Sources of Bias in Generative AI
Rosie Campbell, a member of the Trust and Safety team at OpenAI, notes that bias is an overloaded term in AI. Bias can either mean that the training data was poorly sampled and does not accurately reflect the real world or that the training data reflects the real world, but the world itself is biased in ways that we don’t endorse.
One common example of bias in generative AI is image generation tools perpetuating outdated stereotypes. For instance, a tool may return images of a middle-aged white man in a suit when asked to generate a CEO or a young woman when asked to generate a flight attendant. Additionally, text models can exhibit bias in more subtle ways, such as using different adjectives when describing male characters vs. female characters or making offensive assumptions about someone’s background or personality based on their race.
Detecting and Addressing Bias in Generative AI
One of the significant challenges in addressing bias in generative AI is how hard it is to detect. It’s usually impossible to tell from an individual output whether a system is biased overall. Additionally, the internal representations developed by neural networks are largely incomprehensible to humans, making it challenging to identify bias.
To curb bias in AI, it is essential to pay special attention to how you collect and sanitise your training data, keeping in mind whether it is representative of your intended use case. In addition, fine-tuning the model and thoroughly testing your system in its intended domain can help mitigate negative consequences. Furthermore, audits and research on benchmarks can help identify signs of bias. Even if the model itself might be biased, it is sometimes possible to mitigate negative consequences in deployment. Having an accountable “human in the loop” to verify the outputs and decisions of AI systems is useful mitigation.

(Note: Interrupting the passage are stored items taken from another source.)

use std::sync::Arc;
use std::sync::atomic::{AtomicUsize, Ordering};
use std::time::Duration;

use async_trait::async_trait;
use battle_core::{
    BattleConfig, BattleMode, BattlePhase, Combatant, CombatantId, Controller, EffectKind, Move,
    MoveRecord, RecordId, RollTuning, SessionSetup, Side, StatusEffectSpec, VaultSnapshot,
};
use battle_runtime::{
    BattleHandle, BattleRuntime, InMemoryMoveLog, InMemoryVaultStore, MoveLogStore, PvpSync,
    RepositoryError, RuntimeConfig, VaultStore,
};

const ROOM: &str = "arena-1";

fn config() -> RuntimeConfig {
    RuntimeConfig {
        poll_interval: Duration::from_millis(10),
        opponent_turn_delay: Duration::ZERO,
        battle: BattleConfig {
            roll: RollTuning {
                base_spread_percent: 0,
                mastery_spread_percent: 0,
                ..RollTuning::default()
            },
            ..BattleConfig::default()
        },
        ..RuntimeConfig::default()
    }
}

fn vault() -> VaultSnapshot {
    VaultSnapshot {
        current_pp: 40,
        shield_strength: 0,
        max_shield_strength: 30,
        vault_health: 100,
        capacity: 150,
        overshield: 0,
    }
}

fn duelist(id: &str, name: &str, side: Side, controller: Controller) -> Combatant {
    Combatant::from_vault(id, name, 4, side, &vault())
        .with_controller(controller)
        .with_move(Move::attack("strike", "Strike", 20))
        .with_move(Move::new("ember", "Ember").with_status(
            StatusEffectSpec::new(EffectKind::Burn, 3)
                .with_chance(100)
                .with_damage_per_turn(10),
        ))
}

/// One client's view of the duel: `local` plays, `remote` arrives via the log.
fn duel(local: (&str, &str), remote: (&str, &str)) -> SessionSetup {
    SessionSetup::new(BattleMode::Pvp, local.0, 7)
        .with_room(ROOM)
        .with_combatant(duelist(local.0, local.1, Side::Ally, Controller::Human))
        .with_combatant(duelist(remote.0, remote.1, Side::Opponent, Controller::Remote))
}

fn shared_vaults() -> Arc<InMemoryVaultStore> {
    Arc::new(
        InMemoryVaultStore::new()
            .with_vault("alice", vault())
            .with_vault("bob", vault()),
    )
}

fn start(
    setup: SessionSetup,
    vaults: Arc<InMemoryVaultStore>,
    log: Arc<InMemoryMoveLog>,
    auto_sync: bool,
) -> BattleRuntime {
    BattleRuntime::builder()
        .config(config())
        .vaults(vaults)
        .move_log(log)
        .auto_sync(auto_sync)
        .start(setup)
        .expect("runtime")
}

fn sync_for<L: MoveLogStore + 'static>(handle: &BattleHandle, log: &Arc<L>, player: &str) -> PvpSync {
    PvpSync::new(
        handle.clone(),
        log.clone(),
        ROOM,
        CombatantId::new(player),
        Duration::from_millis(10),
    )
}

async fn health_of(handle: &BattleHandle, id: &str) -> u32 {
    let view = handle.view().await.expect("view");
    view.combatant(&CombatantId::new(id)).expect("combatant").health
}

#[tokio::test]
async fn both_clients_converge_on_the_same_state_and_log() {
    let vaults = shared_vaults();
    let log = Arc::new(InMemoryMoveLog::new());
    let alice = start(duel(("alice", "Alice"), ("bob", "Bob")), vaults.clone(), log.clone(), false);
    let bob = start(duel(("bob", "Bob"), ("alice", "Alice")), vaults.clone(), log.clone(), false);
    let (alice_handle, bob_handle) = (alice.handle(), bob.handle());
    let alice_sync = sync_for(&alice_handle, &log, "alice");
    let bob_sync = sync_for(&bob_handle, &log, "bob");

    alice_handle.play_turn("strike", "bob").await.expect("alice strikes");
    assert_eq!(log.len(ROOM), 1);
    assert_eq!(
        alice_handle.view().await.expect("view").phase,
        BattlePhase::OpponentTurn
    );
    // A client never applies its own records.
    assert_eq!(alice_sync.poll_once().await.expect("poll"), 0);

    assert_eq!(bob_sync.poll_once().await.expect("poll"), 1);
    assert_eq!(bob_sync.poll_once().await.expect("poll again"), 0);
    assert_eq!(health_of(&bob_handle, "bob").await, 80);
    assert_eq!(health_of(&alice_handle, "bob").await, 80);
    assert_eq!(
        bob_handle.view().await.expect("view").phase,
        BattlePhase::Selection
    );

    bob_handle.play_turn("strike", "alice").await.expect("bob strikes");
    assert_eq!(alice_sync.poll_once().await.expect("poll"), 1);
    assert_eq!(health_of(&alice_handle, "alice").await, 80);

    let alice_log = alice_handle.view().await.expect("view").log;
    let bob_log = bob_handle.view().await.expect("view").log;
    assert_eq!(alice_log, bob_log);

    // The attacking client writes the defender's vault too.
    let stored = vaults
        .read(&CombatantId::new("alice"))
        .await
        .expect("read")
        .expect("vault");
    assert_eq!(stored.vault_health, 80);

    alice.shutdown().await;
    bob.shutdown().await;
}

#[tokio::test]
async fn malformed_records_do_not_stall_the_poller() {
    let log = Arc::new(InMemoryMoveLog::new());
    let bob = start(duel(("bob", "Bob"), ("alice", "Alice")), shared_vaults(), log.clone(), false);
    let handle = bob.handle();
    let sync = sync_for(&handle, &log, "bob");

    log.append(
        ROOM,
        MoveRecord {
            id: RecordId::new("broken"),
            actor_id: CombatantId::new("alice"),
            ..MoveRecord::default()
        },
    )
    .await
    .expect("append");

    assert_eq!(sync.poll_once().await.expect("poll"), 1);
    let view = handle.view().await.expect("view");
    assert!(
        view.log
            .iter()
            .any(|line| line.contains("alice attacked for 0 damage."))
    );
    assert_eq!(health_of(&handle, "bob").await, 100);
    assert_eq!(sync.poll_once().await.expect("poll"), 0);

    bob.shutdown().await;
}

#[tokio::test]
async fn spawned_poller_applies_records_in_the_background() {
    let vaults = shared_vaults();
    let log = Arc::new(InMemoryMoveLog::new());
    let alice = start(duel(("alice", "Alice"), ("bob", "Bob")), vaults.clone(), log.clone(), true);
    let bob = start(duel(("bob", "Bob"), ("alice", "Alice")), vaults, log.clone(), true);
    let bob_handle = bob.handle();

    alice
        .handle()
        .play_turn("strike", "bob")
        .await
        .expect("alice strikes");

    let synced = tokio::time::timeout(Duration::from_secs(2), async {
        while health_of(&bob_handle, "bob").await != 80 {
            tokio::time::sleep(Duration::from_millis(5)).await;
        }
    })
    .await;
    assert!(synced.is_ok(), "bob never saw alice's strike");

    alice.shutdown().await;
    bob.shutdown().await;
}

#[tokio::test]
async fn failed_vault_checkpoint_skips_the_record() {
    let log = Arc::new(InMemoryMoveLog::new());
    let alice = start(
        duel(("alice", "Alice"), ("bob", "Bob")),
        Arc::new(InMemoryVaultStore::new()),
        log.clone(),
        false,
    );
    let handle = alice.handle();

    handle
        .play_turn("strike", "bob")
        .await
        .expect("store failure does not fail the turn");

    assert_eq!(health_of(&handle, "bob").await, 80);
    assert_eq!(log.len(ROOM), 0);

    alice.shutdown().await;
}

#[tokio::test]
async fn burn_crosses_the_log_and_ticks_on_the_owner_client() {
    let vaults = shared_vaults();
    let log = Arc::new(InMemoryMoveLog::new());
    let alice = start(duel(("alice", "Alice"), ("bob", "Bob")), vaults.clone(), log.clone(), false);
    let bob = start(duel(("bob", "Bob"), ("alice", "Alice")), vaults.clone(), log.clone(), false);
    let (alice_handle, bob_handle) = (alice.handle(), bob.handle());
    let alice_sync = sync_for(&alice_handle, &log, "alice");
    let bob_sync = sync_for(&bob_handle, &log, "bob");

    alice_handle.play_turn("ember", "bob").await.expect("alice burns");
    assert_eq!(bob_sync.poll_once().await.expect("poll"), 1);
    let view = bob_handle.view().await.expect("view");
    let burning = view.combatant(&CombatantId::new("bob")).expect("bob");
    assert_eq!(burning.effects, vec![EffectKind::Burn]);

    bob_handle.play_turn("strike", "alice").await.expect("bob strikes");
    assert_eq!(health_of(&bob_handle, "bob").await, 90);

    assert_eq!(alice_sync.poll_once().await.expect("poll"), 1);
    let view = alice_handle.view().await.expect("view");
    let burning = view.combatant(&CombatantId::new("bob")).expect("bob");
    assert_eq!((burning.health, burning.effects.clone()), (90, vec![EffectKind::Burn]));
    assert_eq!(health_of(&alice_handle, "alice").await, 80);

    let stored = vaults
        .read(&CombatantId::new("bob"))
        .await
        .expect("read")
        .expect("vault");
    assert_eq!(stored.vault_health, 90);

    alice.shutdown().await;
    bob.shutdown().await;
}

/// Move log that refuses the first `failures` appends.
struct FlakyLog {
    inner: InMemoryMoveLog,
    failures: AtomicUsize,
}

#[async_trait]
impl MoveLogStore for FlakyLog {
    async fn append(&self, room: &str, record: MoveRecord) -> Result<RecordId, RepositoryError> {
        let refused = self
            .failures
            .fetch_update(Ordering::SeqCst, Ordering::SeqCst, |n| n.checked_sub(1))
            .is_ok();
        if refused {
            return Err(RepositoryError::LockPoisoned);
        }
        self.inner.append(room, record).await
    }

    async fn query_unprocessed(
        &self,
        room: &str,
        exclude_actor: &CombatantId,
        self_id: &str,
    ) -> Result<Vec<MoveRecord>, RepositoryError> {
        self.inner.query_unprocessed(room, exclude_actor, self_id).await
    }

    async fn mark_processed(
        &self,
        room: &str,
        record: &RecordId,
        self_id: &str,
    ) -> Result<(), RepositoryError> {
        self.inner.mark_processed(room, record, self_id).await
    }
}

#[tokio::test]
async fn failed_append_keeps_the_record_for_the_next_flush() {
    let log = Arc::new(FlakyLog {
        inner: InMemoryMoveLog::new(),
        failures: AtomicUsize::new(1),
    });
    let alice = BattleRuntime::builder()
        .config(config())
        .vaults(shared_vaults())
        .move_log(log.clone())
        .auto_sync(false)
        .start(duel(("alice", "Alice"), ("bob", "Bob")))
        .expect("runtime");
    let handle = alice.handle();
    let sync = sync_for(&handle, &log, "alice");

    handle.play_turn("strike", "bob").await.expect("alice strikes");
    assert_eq!(log.inner.len(ROOM), 0);

    // Applying bob's answer settles another transition, which flushes again.
    log.inner
        .append(
            ROOM,
            MoveRecord {
                id: RecordId::new("bob-answer"),
                actor_id: CombatantId::new("bob"),
                ..MoveRecord::default()
            },
        )
        .await
        .expect("append");
    assert_eq!(sync.poll_once().await.expect("poll"), 1);

    assert_eq!(log.inner.len(ROOM), 2);
    let pending = log
        .inner
        .query_unprocessed(ROOM, &CombatantId::new("bob"), "bob")
        .await
        .expect("query");
    assert_eq!(pending.len(), 1);
    assert_eq!(pending[0].actor_id.as_str(), "alice");

    alice.shutdown().await;
}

Reinforcing and Amplifying Biases in Generative AI
As we continue to develop more complex generative AI models, we need to consider how biases can be reinforced and amplified. For example, if a poor job is done sampling images for an image generation model and it is more likely to produce purple-toned images than anything else, these images can end up in the training dataset for future models. Even if the sampling method is fixed, the dataset will skew even more purple, making the new model more likely to produce purple-toned images.
Additionally, a biased system could disproportionately benefit or harm different groups. For instance, a medical AI tool might be great at designing treatment plans for common conditions but may be much worse than the status quo when addressing rare health concerns. As we incorporate AI into different workflows, we should carefully consider how the distribution of benefits may change and who might be negatively affected by it.

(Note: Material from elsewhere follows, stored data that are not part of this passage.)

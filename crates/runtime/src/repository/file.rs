//! File-backed move log.
//!
//! Each room is one JSON document, `room_{id}.json`, rewritten through a
//! temp file and an atomic rename on every change.

use std::fs;
use std::path::{Path, PathBuf};
use std::sync::Mutex;

use async_trait::async_trait;

use battle_core::{CombatantId, MoveRecord, RecordId};

use super::{MoveLogStore, RepositoryError, Result, RoomLog};

pub struct FileMoveLog {
    base_dir: PathBuf,
    /// Serializes read-modify-write cycles within this process.
    write_lock: Mutex<()>,
}

impl FileMoveLog {
    /// Create a move log rooted at `base_dir`, creating the directory if needed.
    pub fn new(base_dir: impl AsRef<Path>) -> Result<Self> {
        let base_dir = base_dir.as_ref().to_path_buf();
        fs::create_dir_all(&base_dir)?;
        Ok(Self {
            base_dir,
            write_lock: Mutex::new(()),
        })
    }

    /// Platform data directory for move logs.
    ///
    /// - Linux: `~/.local/share/battle/move_logs`
    /// - macOS: `~/Library/Application Support/battle/move_logs`
    /// - Fallback: `./save_data/move_logs`
    pub fn default_dir() -> PathBuf {
        directories::ProjectDirs::from("", "", "battle")
            .map(|dirs| dirs.data_dir().to_path_buf())
            .unwrap_or_else(|| PathBuf::from("./save_data"))
            .join("move_logs")
    }

    fn room_path(&self, room: &str) -> PathBuf {
        let safe: String = room
            .chars()
            .map(|c| if c.is_ascii_alphanumeric() || c == '-' || c == '_' { c } else { '_' })
            .collect();
        self.base_dir.join(format!("room_{safe}.json"))
    }

    fn load(&self, room: &str) -> Result<RoomLog> {
        let path = self.room_path(room);
        if !path.exists() {
            return Ok(RoomLog::default());
        }
        let bytes = fs::read(&path)?;
        Ok(serde_json::from_slice(&bytes)?)
    }

    fn save(&self, room: &str, log: &RoomLog) -> Result<()> {
        let path = self.room_path(room);
        let temp_path = path.with_extension("json.tmp");

        let bytes = serde_json::to_vec_pretty(log)?;
        fs::write(&temp_path, bytes)?;
        fs::rename(&temp_path, &path)?;

        tracing::debug!("Saved move log for room {} to {}", room, path.display());
        Ok(())
    }

    fn modify<T>(&self, room: &str, f: impl FnOnce(&mut RoomLog) -> Result<T>) -> Result<T> {
        let _guard = self
            .write_lock
            .lock()
            .map_err(|_| RepositoryError::LockPoisoned)?;
        let mut log = self.load(room)?;
        let value = f(&mut log)?;
        self.save(room, &log)?;
        Ok(value)
    }
}

#[async_trait]
impl MoveLogStore for FileMoveLog {
    async fn append(&self, room: &str, record: MoveRecord) -> Result<RecordId> {
        self.modify(room, |log| Ok(log.append(room, record)))
    }

    async fn query_unprocessed(
        &self,
        room: &str,
        exclude_actor: &CombatantId,
        self_id: &str,
    ) -> Result<Vec<MoveRecord>> {
        Ok(self.load(room)?.unprocessed(exclude_actor, self_id))
    }

    async fn mark_processed(&self, room: &str, record: &RecordId, self_id: &str) -> Result<()> {
        self.modify(room, |log| log.mark(room, record, self_id))
    }
}

#[cfg(test)]
mod tests {
    use super::*;

    #[tokio::test]
    async fn records_survive_reopening() {
        let dir = tempfile::tempdir().expect("tempdir");
        let bob = CombatantId::new("bob");

        {
            let log = FileMoveLog::new(dir.path()).expect("open");
            let id = log
                .append(
                    "room/1",
                    MoveRecord {
                        actor_id: CombatantId::new("alice"),
                        log_lines: vec!["[Turn 1] Alice uses Strike!".into()],
                        ..MoveRecord::default()
                    },
                )
                .await
                .expect("append");
            assert!(id.as_str().starts_with("room/1:"));
        }

        let log = FileMoveLog::new(dir.path()).expect("reopen");
        let pending = log.query_unprocessed("room/1", &bob, "bob").await.expect("query");
        assert_eq!(pending.len(), 1);
        assert_eq!(pending[0].room_id, "room/1");

        log.mark_processed("room/1", &pending[0].id, "bob")
            .await
            .expect("mark");
        assert!(
            log.query_unprocessed("room/1", &bob, "bob")
                .await
                .expect("query")
                .is_empty()
        );
        assert!(dir.path().join("room_room_1.json").exists());
        assert!(!dir.path().join("room_room_1.json.tmp").exists());
    }
}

While AI has the potential to bring tremendous benefits, it’s important to recognise that it’s not free from biases. The challenge ahead of us is to ensure that we are enabling positive use cases while minimising the risks. As we continue to develop more complex generative AI models, we must work towards mitigating biases while also improving our collective literacy on the strengths and limitations of these systems. By doing so, we can ensure that AI is beneficial to humans and aligned with human values. It’s a pretty exciting time to be alive, don’t you agree?